═════ Extracted material

//! Landing judge entry point

use anyhow::Context;
use clap::Parser;
use landing_judge_config::SettingsLoader;
use landing_judge_core::ProviderKind;
use landing_judge_server::cli::{Cli, Command};
use landing_judge_server::client::{format_event, ControlClient};
use landing_judge_server::{router, telemetry, AppState};
use landing_judge_tts::SpeechService;

#[tokio::main]
async fn main() -> anyhow::Result<()> {
    let cli = Cli::parse();
    telemetry::init_logging(cli.debug, cli.log_json)?;

    let loader = SettingsLoader::new(&cli.settings);
    match cli.command.unwrap_or(Command::Serve {
        port: None,
        host: None,
    }) {
        Command::Serve { port, host } => serve(loader, port, host).await,
        command => run_client(&loader, command).await,
    }
}

async fn serve(loader: SettingsLoader, port: Option<u16>, host: Option<String>) -> anyhow::Result<()> {
    let mut settings = loader
        .load()
        .with_context(|| format!("loading settings from {}", loader.file().path().display()))?;
    if let Some(port) = port {
        settings.port = port;
    }
    if let Some(host) = host {
        settings.host = host;
    }

    let metrics = telemetry::init_metrics();
    let audio_dir = settings.audio_dir();
    tokio::fs::create_dir_all(&audio_dir)
        .await
        .with_context(|| format!("creating {}", audio_dir.display()))?;

    let speech = SpeechService::from_settings(&settings);
    if settings.tts_provider == ProviderKind::Polly {
        if let Some(warning) = speech.polly_voice_warning(&settings).await {
            tracing::warn!(warning = %warning, "Polly voice check");
        }
    }

    let static_dir = settings.static_dir.clone();
    let state = AppState::new(loader, speech, &static_dir, metrics);
    let app = router(state);

    let addr = format!("{}:{}", settings.host, settings.port);
    let listener = tokio::net::TcpListener::bind(&addr)
        .await
        .with_context(|| format!("binding {addr}"))?;

    tracing::info!(
        addr = %addr,
        static_dir = %static_dir.display(),
        provider = %settings.tts_provider,
        "Overlay at http://{}/overlay",
        addr
    );

    axum::serve(listener, app)
        .with_graceful_shutdown(shutdown_signal())
        .await?;
    tracing::info!("Server stopped");
    Ok(())
}

async fn run_client(loader: &SettingsLoader, command: Command) -> anyhow::Result<()> {
    let base = match command.url() {
        Some(url) => url.to_string(),
        None => loader.load()?.base_url(),
    };
    let client = ControlClient::new(&base);

    let response = match command {
        Command::Vote { score, .. } => client.vote(score).await?,
        Command::Preview { off, score, .. } => client.preview(!off, score).await?,
        Command::Theme { deg, .. } => client.theme(deg).await?,
        Command::ClearCache { .. } => client.clear_cache().await?,
        Command::Watch { .. } => {
            tokio::select! {
                _ = client.watch(|event| println!("{}", format_event(event))) => {}
                _ = shutdown_signal() => {}
            }
            return Ok(());
        }
        Command::Serve { .. } => return Ok(()),
    };
    println!("{}", serde_json::to_string_pretty(&response)?);
    Ok(())
}

async fn shutdown_signal() {
    if let Err(e) = tokio::signal::ctrl_c().await {
        tracing::error!(error = %e, "Failed to listen for shutdown signal");
        std::future::pending::<()>().await;
    }
    tracing::info!("Shutdown signal received");
}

══════════

• **Prompt**
Identify the lines above that contain the word "match", then copy them.

• **Result**
    match cli.command.unwrap_or(Command::Serve {
    let base = match command.url() {
    let response = match command {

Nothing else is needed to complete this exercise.